Potential Impact of Extracorporeal Photopheresis on Trained Immunity and Organ Transplant Acceptance

Extracorporeal photopheresis (ECP) is a well-established, safe, and effective immunomodulatory therapy currently used in clinics to decrease T cell–mediated immunity in various disorders, including autoimmune diseases and chronic rejection in organ transplantation. Although the ECP procedure has been shown to induce apoptotic cells that are reintroduced into the patient at the end of the treatment, the precise tolerogenic mechanisms mediated by ECP are not fully understood.
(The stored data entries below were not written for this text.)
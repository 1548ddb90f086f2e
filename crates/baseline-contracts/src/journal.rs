//! Mutation journal records.
//!
//! Every mutating call attempt the applier makes produces exactly one
//! `MutationRecord`. The journal writer appends it to its store; records are
//! never modified afterwards.

use chrono::{DateTime, Utc};
use serde::{Deserialize, Serialize};

use crate::{
    control::{ControlId, ResourceRef},
    decision::Operation,
};

/// How a single mutating call attempt ended.
#[derive(Debug, Clone, PartialEq, Eq, Serialize, Deserialize)]
#[serde(tag = "status", rename_all = "kebab-case")]
pub enum MutationOutcome {
    Succeeded,
    Failed { code: String, message: String, retryable: bool },
    /// The call exceeded its timeout; whether it took effect is unknown.
    TimedOut,
}

/// An immutable record of one mutating call attempt.
#[derive(Debug, Clone, PartialEq, Serialize, Deserialize)]
pub struct MutationRecord {
    /// The run that issued the call.
    pub run_id: String,
    pub control_id: ControlId,
    pub resource: ResourceRef,
    pub operation: Operation,
    /// 1-based attempt counter within this run.
    pub attempt: u32,
    pub outcome: MutationOutcome,
    /// Wall-clock time the attempt finished (UTC).
    pub timestamp: DateTime<Utc>,
}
Previous in vitro studies have demonstrated that early apoptotic cells express annexins on their cell surface, which suppress myeloid cell activation on stimulation with bacterial lipopolysaccharide through Toll-like receptors. Mechanistically, annexins prevent the upregulation of costimulatory molecules (CD40 and CD86) and decrease the secretion of proinflammatory cytokines (tumor necrosis factor and interferon-γ) through nuclear factor kappa B signaling pathways, altogether inhibiting antigen-specific T-cell responses in vivo. In human and mouse bone marrow-derived macrophages, binding of annexin to Dectin-1, a c-type lectin receptor, promotes peripheral tolerance through the spleen tyrosine kinase signaling pathway and NADPH oxidase 2 downstream activation. In animal models, the synergistic activation of Dectin-1 and Toll-like receptor 4 by damage-associated molecular patterns in graft-infiltrating monocytes leads to the induction of trained immunity. Because trained immunity prevents long-term allograft survival in organ transplant recipients, we hypothesize pretreatment with ECP represents a potential unexplored therapeutic option to favor transplantation tolerance. Specifically, ECP may serve as a prophylactic therapy to prevent trained immunity in contexts involving the activation of the Dectin-1 pathway.